Acacia diastemata, also known as the sandstone pavement wattle, is a species of flowering plant in the family Fabaceae and is endemic to the Kimberley region of Western Australia. It is an erect shrub or small tree with erect, narrowly linear phyllodes, spikes of light golden yellow flowers and narrowly linear, thinly leathery to crust-like pods.

==Description==
Acacia diastemata is an erect shrub or small tree that typically grows to a height of 2 to 5 m and has grey, fibrous bark and terete, glabrous branchlets. Its phyllodes are erect, narrowly linear, 90–160 mm long and 1–2 mm wide, thin, pliable, green and glabrous with three widely spaced longitudinal veins and a blunt point on the end.

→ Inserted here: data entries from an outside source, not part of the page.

//! Sphere primitive for ray tracing.

use crate::{hittable::Hittable, Material};
use raydium_math::{Color, Ray, Vec3};

/// Intersections closer than this to the ray origin are ignored, so a ray
/// leaving a surface does not immediately hit it again.
pub const HIT_EPSILON: f64 = 1e-5;

/// A sphere primitive.
///
/// The radius is signed. Intersection only depends on its square, but the
/// normal is `(p - centre) / radius`, so a negative radius turns the sphere
/// inside out. Nesting a negative sphere inside a glass one makes a hollow
/// shell or an air bubble.
#[derive(Debug, Clone, PartialEq)]
pub struct Sphere {
    centre: Vec3,
    radius: f64,
    material: Material,
}

impl Sphere {
    /// Create a new sphere.
    pub fn new(centre: Vec3, radius: f64, material: Material) -> Self {
        Self {
            centre,
            radius,
            material,
        }
    }

    /// Create a sphere from raw surface parameters.
    ///
    /// See [`Material::from_parameters`] for how the parameters resolve.
    pub fn from_parameters(
        radius: f64,
        centre: Vec3,
        emitted_color: Color,
        diffuse_reflectivity: Color,
        specular_reflectivity: Color,
        refractive_index: f64,
    ) -> Self {
        let material = Material::from_parameters(
            emitted_color,
            diffuse_reflectivity,
            specular_reflectivity,
            refractive_index,
        );
        Self::new(centre, radius, material)
    }

    pub fn centre(&self) -> Vec3 {
        self.centre
    }

    pub fn radius(&self) -> f64 {
        self.radius
    }
}

impl Hittable for Sphere {
    fn intersect(&self, ray: &Ray) -> Option<f64> {
        // Half-b form of the quadratic, assuming a unit direction
        let oc = ray.origin() - self.centre;
        let qb = oc.dot(ray.direction());
        let qc = oc.dot(oc) - self.radius * self.radius;

        let discriminant = qb * qb - qc;
        if discriminant <= 0.0 {
            return None;
        }

        let sqrtd = discriminant.sqrt();
        [-qb - sqrtd, -qb + sqrtd]
            .into_iter()
            .find(|&t| t > HIT_EPSILON)
    }

    fn normal_at(&self, point: Vec3) -> Vec3 {
        (1.0 / self.radius) * (point - self.centre)
    }

    fn material(&self) -> &Material {
        &self.material
    }
}

#[cfg(test)]
mod tests {
    use super::*;

    fn mirror(centre: Vec3, radius: f64) -> Sphere {
        Sphere::new(centre, radius, Material::Specular(Color::ONE))
    }

    #[test]
    fn test_sphere_hit_distance() {
        let ray = Ray::new(Vec3::new(0.0, 0.0, 5.0), Vec3::new(0.0, 0.0, -1.0));

        for r in [0.5, 1.0, 2.0, 4.5] {
            let sphere = mirror(Vec3::ZERO, r);
            assert_eq!(sphere.intersect(&ray), Some(5.0 - r));
        }
    }

    #[test]
    fn test_sphere_negative_radius_same_distance() {
        let ray = Ray::new(Vec3::new(0.0, 0.0, 5.0), Vec3::new(0.0, 0.0, -1.0));
        let outer = mirror(Vec3::ZERO, 1.0);
        let inner = mirror(Vec3::ZERO, -1.0);

        assert_eq!(outer.intersect(&ray), inner.intersect(&ray));

        let p = Vec3::new(0.0, 0.0, 1.0);
        assert_eq!(outer.normal_at(p), Vec3::Z);
        assert_eq!(inner.normal_at(p), -Vec3::Z);
    }

    #[test]
    fn test_sphere_miss() {
        let sphere = mirror(Vec3::new(0.0, 0.0, -1.0), 0.5);

        // Ray pointing away from sphere
        let ray = Ray::new(Vec3::ZERO, Vec3::new(0.0, 1.0, 0.0));
        assert_eq!(sphere.intersect(&ray), None);

        // Ray grazing the silhouette counts as a miss
        let tangent = Ray::new(Vec3::new(0.5, 0.0, 0.0), Vec3::new(0.0, 0.0, -1.0));
        assert_eq!(sphere.intersect(&tangent), None);
    }

    #[test]
    fn test_sphere_hit_from_inside() {
        let sphere = mirror(Vec3::ZERO, 2.0);
        let ray = Ray::new(Vec3::ZERO, Vec3::X);

        // Near root is behind the origin, far root is taken
        assert_eq!(sphere.intersect(&ray), Some(2.0));
    }

    #[test]
    fn test_sphere_ignores_hit_at_origin() {
        let sphere = mirror(Vec3::ZERO, 1.0);

        // Ray starting on the surface heading outwards
        let leaving = Ray::new(Vec3::Z, Vec3::Z);
        assert_eq!(sphere.intersect(&leaving), None);

        // Ray starting on the surface heading inwards finds the far side
        let entering = Ray::new(Vec3::Z, -Vec3::Z);
        let t = entering_distance(&sphere, &entering);
        assert!((t - 2.0).abs() < 1e-12);
    }

    fn entering_distance(sphere: &Sphere, ray: &Ray) -> f64 {
        sphere.intersect(ray).expect("ray should hit the far side")
    }

    #[test]
    fn test_from_parameters() {
        let sphere = Sphere::from_parameters(
            -0.95,
            Vec3::new(1.0, 1.0, -7.0),
            Color::ZERO,
            Color::ZERO,
            Color::new(0.7, 0.6, 0.5),
            1.5,
        );

        assert_eq!(sphere.radius(), -0.95);
        assert_eq!(sphere.centre(), Vec3::new(1.0, 1.0, -7.0));
        assert_eq!(
            *sphere.material(),
            Material::Dielectric { refractive_index: 1.5 }
        );
    }
}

The flowers are light golden yellow and borne in two spikes 25–35 mm long in axils on a peduncle 1.5–3 mm long. Flowering has been observed in late January and probably flowers in the wet season. The pods are narrowly linear, slightly constricted and rounded over the seeds, thinly leathery to crust-like, 40–70 mm long and 2.0–2.5 mm wide, slightly curved or straight, brown and glabrous. The seeds are oblong, 2.0–2.5 mm long, 1.2–1.4 mm wide and compressed to about 1 mm thick with a bright yellow or cream-coloured aril.

==Taxonomy==
Acacia diastemata was first formally described in 2013 by Bruce Maslin, Matthew David Barrett and Russell Lindsay Barrett in the journal Nuytsia from specimens collected east of Mount Trafalgar in the Kimberley region in 2007. The specific epithet (diastemata) is an allusion to the distinct spaces between the flowers and flower clusters, producing interrupted spikes.

==Distribution==
Sandstone pavement wattle is native to an area in the east Kimberley region of Western Australia where it is widespread but in localised populations from around the Prince Regent River in the south west to around the Roe River in the north and to the Drysdale River National Park in the east. Its geographic range extends over approximately 200 km along a south-west/north-east axis and it grows on massive sandstone pavements in small stands with a variety of species at each known locality, including Acacia kenneallyi, Hibiscus superbus, Macarthuria vertex and species of Triodia and Triumfetta.

==Conservation status==
Acacia diastemata is listed as "Priority Three" by the Government of Western Australia Department of Parks and Wildlife, meaning that it is poorly known and known from only a few locations but is not under imminent threat.